As interações, contudo, tornaram-se mais generalizadas com a diminuição de chuva tanto nas áreas urbanas como naturais, sugerindo um efeito do clima nas comunidades, independentemente do tipo de habitat. Os resultados sugerem que a urbanização altera as interações ecossistêmicas.

“A chuva nesse caso pode ter mais a ver com a produtividade do ecossistema e a diversidade de flores, e tem um efeito tanto em área natural quanto área urbana , áreas mais chuvosas tem mais diversidade de recursos de plantas. Assim, os resultados sugerem que a urbanização altera consistentemente as interações ecossistêmicas, mas em escala continental o clima ainda exerce influência na estrutura dessas interações”, explica o professor da UFMG.

O estudo foi publicado na revista Proceedings of the National Academy of Sciences USA. A PNAS é uma das revistas científicas multidisciplinares mais tradicionais e de grande prestígio para a comunidade acadêmica, o que confere visibilidade para a pesquisa que também foi realizada no Brasil.

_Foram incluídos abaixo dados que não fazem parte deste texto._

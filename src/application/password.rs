//! Salted PBKDF2-HMAC-SHA256 password hashing.
//!
//! Stored credentials have the form `salt_hex:hash_hex`. The iteration count
//! is part of the hasher, not of the stored string, so it must stay fixed for
//! the lifetime of a database.

use pbkdf2::pbkdf2_hmac;
use rand::RngCore;
use sha2::Sha256;

use crate::app_error::{AppError, AppResult};

pub const DEFAULT_ITERATIONS: u32 = 100_000;

const SALT_LEN: usize = 16;
const HASH_LEN: usize = 32;

#[derive(Clone, Copy, Debug)]
pub struct PasswordHasher {
    iterations: u32,
}

impl Default for PasswordHasher {
    fn default() -> Self {
        Self::new(DEFAULT_ITERATIONS)
    }
}

impl PasswordHasher {
    pub fn new(iterations: u32) -> Self {
        Self {
            iterations: iterations.max(1),
        }
    }

    pub fn hash(&self, password: &str) -> String {
        let mut salt = [0u8; SALT_LEN];
        rand::rngs::OsRng.fill_bytes(&mut salt);
        let hash = self.derive(password, &salt);
        format!("{}:{}", hex::encode(salt), hex::encode(hash))
    }

    /// Returns `Ok(false)` for a wrong password and an error only when the
    /// stored credential is malformed.
    pub fn verify(&self, password: &str, stored: &str) -> AppResult<bool> {
        let (salt_hex, hash_hex) = stored
            .split_once(':')
            .ok_or_else(|| AppError::Internal("Malformed password hash".into()))?;
        let salt = hex::decode(salt_hex)
            .map_err(|_| AppError::Internal("Malformed password salt".into()))?;

        let computed = hex::encode(self.derive(password, &salt));
        Ok(constant_time_compare(&computed, hash_hex))
    }

    /// Runs [`Self::hash`] on the blocking pool.
    pub async fn hash_blocking(&self, password: &str) -> AppResult<String> {
        let hasher = *self;
        let password = password.to_string();
        tokio::task::spawn_blocking(move || hasher.hash(&password))
            .await
            .map_err(|e| AppError::Internal(format!("Password hashing task failed: {e}")))
    }

    /// Runs [`Self::verify`] on the blocking pool.
    pub async fn verify_blocking(&self, password: &str, stored: &str) -> AppResult<bool> {
        let hasher = *self;
        let password = password.to_string();
        let stored = stored.to_string();
        tokio::task::spawn_blocking(move || hasher.verify(&password, &stored))
            .await
            .map_err(|e| AppError::Internal(format!("Password verification task failed: {e}")))?
    }

    fn derive(&self, password: &str, salt: &[u8]) -> [u8; HASH_LEN] {
        let mut out = [0u8; HASH_LEN];
        pbkdf2_hmac::<Sha256>(password.as_bytes(), salt, self.iterations, &mut out);
        out
    }
}

fn constant_time_compare(a: &str, b: &str) -> bool {
    if a.len() != b.len() {
        return false;
    }
    let mut result = 0u8;
    for (x, y) in a.bytes().zip(b.bytes()) {
        result |= x ^ y;
    }
    result == 0
}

Em linhas gerais, a pesquisa concluiu que embora a urbanização altere consistentemente as interações ecológicas dos beija-flores e das plantas, o clima continua a ter uma influência mesmo em ambientes urbanos transformados. Mas quais efeitos a urbanização tem produzido nas interações ecológicas entre os beija-flores e as flores ?

“o principal efeito detectado é de que a forma como as interações são organizadas têm se tornado mais simplificado, potencialmente levando a comunidades ecológicas que funcionem de uma forma menos eficiente. Além disso, espécies de beija-flores que tenham alguns requerimentos mais específicos têm desaparecido com a conversão de áreas naturais para áreas urbanizadas.”

“o principal efeito detectado é de que a forma como as interações são organizadas têm se tornado mais simplificado, potencialmente levando a comunidades ecológicas que funcionem de uma forma menos eficiente. Além disso, espécies de beija-flores que tenham alguns requerimentos mais específicos têm desaparecido com a conversão de áreas naturais para áreas urbanizadas.”

A investigação científica realizada em quatro anos foi baseada também em dados coletados décadas atrás. Os pesquisadores analisaram 103 áreas , dessas 36 são áreas urbanas desde o norte do México até o sul do Brasil. No caso as cidades escolhidas variaram no porte, passando por aglomerações urbanas de médio porte até grandes metrópoles como a Cidade do México. O estudo demonstrou que a urbanização vem remodelando os ecossistemas.

“É importante que mais pesquisas sejam realizadas. Mas os nossos achados já indicam que é preciso introduzir em áreas urbanas, como ornamentação urbana, mais espécies de plantas nativas e com flores de morfologia específicas para contribuir com a persistência de espécies de beija-flores mais especializadas que têm requerimentos mais específicos para se manterem. Isso poderia ser feito explorando a ampla diversidade da nossa flora nativa, que incluem inúmeras espécies como flores tão lindas quanto as plantas introduzidas comumente encontradas em áreas urbanas” conclui.

Na letra da música, o beija-flor voou longe demais depois de beijar a flor. Talvez ele não tenha encontrado a flor específica de que precisava mais por perto.